História de Ítalo Calvino
Certo dia, depois de pensar muito, um jovem disse:
– Não me agrada muito essa história de que um dia todos devem morrer, quero procurar a terra onde nunca se morre.
Ele despediu-se dos seus pais e de toda a sua família e saiu pelo mundo para encontrar esse lugar. O moço perguntava às pessoas sobre a existência desse lugar, mas ninguém sabia informar onde era.
Um dia ele encontrou um velho que tinha a barba branca até o peito e que empurrava uma carroça cheia de pedras. Perguntou a ele:
– Sabe me indicar onde é o lugar em que nunca se morre?
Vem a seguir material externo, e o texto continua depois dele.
//! Core domain types for tic-tac-toe.

use crate::error::ParseError;
use serde::{Deserialize, Serialize};
use std::str::FromStr;

/// Player in the game.
#[derive(Debug, Clone, Copy, PartialEq, Eq, Hash, Serialize, Deserialize, strum::Display)]
pub enum Player {
    /// Player X (goes first).
    X,
    /// Player O (goes second).
    O,
}

impl Player {
    /// Returns the opponent player.
    pub fn opponent(self) -> Self {
        match self {
            Player::X => Player::O,
            Player::O => Player::X,
        }
    }
}

impl FromStr for Player {
    type Err = ParseError;

    fn from_str(s: &str) -> Result<Self, Self::Err> {
        match s.trim() {
            "x" | "X" => Ok(Player::X),
            "o" | "O" => Ok(Player::O),
            other => Err(ParseError::UnknownPlayer(other.to_string())),
        }
    }
}

/// A square on the tic-tac-toe board.
#[derive(Debug, Clone, Copy, PartialEq, Eq, Hash, Default, Serialize, Deserialize)]
pub enum Cell {
    /// Empty square.
    #[default]
    Empty,
    /// Square occupied by a player.
    Occupied(Player),
}

impl Cell {
    /// Returns true if nobody has played here.
    pub fn is_empty(self) -> bool {
        matches!(self, Cell::Empty)
    }

    /// Returns the owner of the square, if any.
    pub fn player(self) -> Option<Player> {
        match self {
            Cell::Empty => None,
            Cell::Occupied(player) => Some(player),
        }
    }
}

impl From<Player> for Cell {
    fn from(player: Player) -> Self {
        Cell::Occupied(player)
    }
}

/// Classification of a board.
#[derive(Debug, Clone, Copy, PartialEq, Eq, Hash, Serialize, Deserialize)]
pub enum Outcome {
    /// No winner yet and at least one empty square.
    InProgress,
    /// The player completed a line.
    Win(Player),
    /// Board is full with no completed line.
    Draw,
}

impl Outcome {
    /// Returns true once the game can accept no further moves.
    pub fn is_terminal(&self) -> bool {
        !matches!(self, Outcome::InProgress)
    }

    /// Returns the winner if there is one.
    pub fn winner(&self) -> Option<Player> {
        match self {
            Outcome::Win(player) => Some(*player),
            Outcome::InProgress | Outcome::Draw => None,
        }
    }
}

impl std::fmt::Display for Outcome {
    fn fmt(&self, f: &mut std::fmt::Formatter<'_>) -> std::fmt::Result {
        match self {
            Outcome::InProgress => write!(f, "In progress"),
            Outcome::Win(player) => write!(f, "Player {} wins", player),
            Outcome::Draw => write!(f, "Draw"),
        }
    }
}

#[cfg(test)]
mod tests {
    use super::*;

    #[test]
    fn test_player_parses_either_case() {
        assert_eq!("x".parse::<Player>(), Ok(Player::X));
        assert_eq!(" O ".parse::<Player>(), Ok(Player::O));
    }

    #[test]
    fn test_player_rejects_unknown() {
        assert_eq!(
            "Z".parse::<Player>(),
            Err(ParseError::UnknownPlayer("Z".to_string()))
        );
    }

    #[test]
    fn test_opponent_flips() {
        assert_eq!(Player::X.opponent(), Player::O);
        assert_eq!(Player::O.opponent().opponent(), Player::O);
    }

    #[test]
    fn test_outcome_display() {
        assert_eq!(Outcome::Win(Player::O).to_string(), "Player O wins");
        assert_eq!(Outcome::Draw.to_string(), "Draw");
        assert!(!Outcome::InProgress.is_terminal());
    }
}
#[cfg(test)]
mod tests {
    use super::*;
    use crate::config::Target;
    use crate::error::AppError;
    use crate::testutil::{MockFetcher, MockListingExtractor, MockTrendExtractor, make_test_listing};
    use crate::traits::TrendObservation;
    use crate::trend::TrendPercentages;
    use std::time::Duration;

    fn targets(n: usize) -> Vec<Target> {
        (0..n)
            .map(|i| Target::new(format!("Locality {i}"), format!("https://example.com/{i}")))
            .collect()
    }

    fn config_with_targets(listing: usize, trend: usize) -> PipelineConfig {
        let mut cfg = PipelineConfig {
            anchor_year: 2025,
            ..PipelineConfig::default()
        };
        cfg.listing_targets = targets(listing);
        cfg.trend_targets = targets(trend);
        cfg
    }

    #[tokio::test]
    async fn sufficient_live_listings_are_kept() {
        let live: Vec<_> = (0..6).map(|_| make_test_listing(8500)).collect();
        let pipeline = AcquisitionPipeline::new(
            MockFetcher::new("<html/>"),
            MockListingExtractor::new(live),
            MockTrendExtractor::miss(),
            config_with_targets(1, 0),
        );

        let result = pipeline.run().await;
        assert_eq!(result.listings.len(), 6);
        assert_eq!(result.live_listing_count(), 6);
    }

    #[tokio::test]
    async fn insufficient_live_listings_are_fully_replaced() {
        // 4 live records across all targets is below the threshold of 5:
        // the stage must discard them all, never blend.
        let live: Vec<_> = (0..4).map(|_| make_test_listing(9000)).collect();
        let pipeline = AcquisitionPipeline::new(
            MockFetcher::new("<html/>"),
            MockListingExtractor::new(live),
            MockTrendExtractor::miss(),
            config_with_targets(1, 0),
        );

        let result = pipeline.run().await;
        assert_eq!(result.listings.len(), 50);
        assert_eq!(result.live_listing_count(), 0);
    }

    #[tokio::test]
    async fn fetch_error_on_one_target_does_not_abort_stage() {
        let fetcher = MockFetcher::with_responses(vec![
            Err(AppError::HttpError("HTTP 503 for https://example.com/0".into())),
            Ok("<html/>".into()),
            Ok("<html/>".into()),
        ]);
        let live: Vec<_> = (0..3).map(|_| make_test_listing(8000)).collect();
        let pipeline = AcquisitionPipeline::new(
            fetcher,
            MockListingExtractor::new(live),
            MockTrendExtractor::miss(),
            config_with_targets(3, 0),
        );

        // Two successful targets x 3 records each = 6 live records.
        let result = pipeline.run().await;
        assert_eq!(result.live_listing_count(), 6);
    }

    #[tokio::test]
    async fn all_targets_failing_yields_fully_synthetic_output() {
        // Every fetch returns 503 after retries. The run must complete with
        // both stages synthetic.
        let responses: Vec<Result<String, AppError>> = (0..6)
            .map(|_| Err(AppError::HttpError("HTTP 503 for https://example.com".into())))
            .collect();
        let pipeline = AcquisitionPipeline::new(
            MockFetcher::with_responses(responses),
            MockListingExtractor::new(vec![]),
            MockTrendExtractor::miss(),
            config_with_targets(3, 3),
        );

        let result = pipeline.run().await;
        assert!(!result.listings.is_empty());
        assert!(!result.history.is_empty());
        assert_eq!(result.live_listing_count(), 0);
        assert_eq!(result.live_history_count(), 0);
        assert!(
            result
                .listings
                .iter()
                .all(|r| r.provenance == Provenance::Synthetic)
        );
        assert!(
            result
                .history
                .iter()
                .all(|p| p.provenance == Provenance::Synthetic)
        );
    }

    #[tokio::test]
    async fn trend_observation_yields_four_live_points_per_locality() {
        let obs = TrendObservation {
            current_rate: 11150,
            percentages: Some(TrendPercentages {
                p1: 5.3,
                p3: 15.2,
                p5: 25.1,
            }),
            rental_yield: Some(3.2),
        };
        let live: Vec<_> = (0..6).map(|_| make_test_listing(8500)).collect();
        let pipeline = AcquisitionPipeline::new(
            MockFetcher::new("<html/>"),
            MockListingExtractor::new(live),
            MockTrendExtractor::new(obs),
            config_with_targets(1, 2),
        );

        let result = pipeline.run().await;
        assert_eq!(result.history.len(), 8);
        assert_eq!(result.live_history_count(), 8);
        assert_eq!(result.history[0].year, 2025);
        assert_eq!(result.history[0].price_per_sqft, 11150);
        // The observed yield rides along on every point of the series.
        assert!(result.history.iter().all(|p| p.rental_yield == Some(3.2)));
    }

    #[tokio::test]
    async fn invalid_appreciation_keeps_anchor_point_only() {
        let obs = TrendObservation {
            current_rate: 9000,
            percentages: Some(TrendPercentages {
                p1: 5.0,
                p3: 15.0,
                p5: -120.0,
            }),
            rental_yield: None,
        };
        let live: Vec<_> = (0..6).map(|_| make_test_listing(8500)).collect();
        let pipeline = AcquisitionPipeline::new(
            MockFetcher::new("<html/>"),
            MockListingExtractor::new(live),
            MockTrendExtractor::new(obs),
            config_with_targets(1, 1),
        );

        let result = pipeline.run().await;
        assert_eq!(result.history.len(), 1);
        assert_eq!(result.history[0].price_per_sqft, 9000);
        assert_eq!(result.history[0].provenance, Provenance::Live);
    }

    #[tokio::test]
    async fn zero_rate_observation_never_reaches_the_history() {
        // A strategy handing back a zero current rate must not produce a
        // zero-price anchor point; with no other live points the stage
        // falls back to synthetic history.
        let obs = TrendObservation {
            current_rate: 0,
            percentages: Some(TrendPercentages {
                p1: 5.3,
                p3: 15.2,
                p5: 25.1,
            }),
            rental_yield: Some(3.2),
        };
        let live: Vec<_> = (0..6).map(|_| make_test_listing(8500)).collect();
        let pipeline = AcquisitionPipeline::new(
            MockFetcher::new("<html/>"),
            MockListingExtractor::new(live),
            MockTrendExtractor::new(obs),
            config_with_targets(1, 1),
        );

        let result = pipeline.run().await;
        assert_eq!(result.live_history_count(), 0);
        assert!(result.history.iter().all(|p| p.price_per_sqft > 0));
    }

    #[tokio::test]
    async fn rate_without_percentages_still_records_anchor() {
        let obs = TrendObservation {
            current_rate: 7800,
            percentages: None,
            rental_yield: Some(3.0),
        };
        let live: Vec<_> = (0..6).map(|_| make_test_listing(8500)).collect();
        let pipeline = AcquisitionPipeline::new(
            MockFetcher::new("<html/>"),
            MockListingExtractor::new(live),
            MockTrendExtractor::new(obs),
            config_with_targets(1, 1),
        );

        let result = pipeline.run().await;
        assert_eq!(result.history.len(), 1);
        assert_eq!(result.history[0].price_per_sqft, 7800);
    }

    #[tokio::test]
    async fn exhausted_budget_falls_back_to_synthetic_without_hanging() {
        let slow = MockFetcher::with_delay("<html/>", Duration::from_millis(200));
        let live: Vec<_> = (0..6).map(|_| make_test_listing(8500)).collect();
        let mut cfg = config_with_targets(2, 2);
        cfg.run_budget = Duration::from_millis(20);

        let pipeline = AcquisitionPipeline::new(
            slow,
            MockListingExtractor::new(live),
            MockTrendExtractor::miss(),
            cfg,
        );

        let start = Instant::now();
        let result = pipeline.run().await;
        assert!(start.elapsed() < Duration::from_secs(2));
        assert_eq!(result.live_listing_count(), 0);
        assert_eq!(result.live_history_count(), 0);
        assert!(!result.listings.is_empty());
        assert!(!result.history.is_empty());
    }
}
– Não quer morrer? Fique comigo. Enquanto eu não tiver terminado de transportar com a minha carroça toda aquela montanha, pedra por pedra, você não há de morrer.
– E quanto tempo vai levar para desfazer a montanha?
– Vou levar cem anos.
– Depois deverei morrer?
– Não há outro jeito.
– Não, este não é o lugar para mim, quero ir a um lugar onde não se morra nunca.
Ele agradeceu ao velho e seguiu o seu caminho.
Depois de muito andar, chegou a um bosque onde encontrou um velho que tinha uma barba branca até o umbigo e cortava galhos com uma podadeira, perguntou a ele:
– Sabe me indicar onde é o lugar em que não se morre nunca?
– Fique comigo – disse-lhe o velho – Enquanto eu não tiver cortado o bosque inteiro com a minha podadeira você não há de morrer.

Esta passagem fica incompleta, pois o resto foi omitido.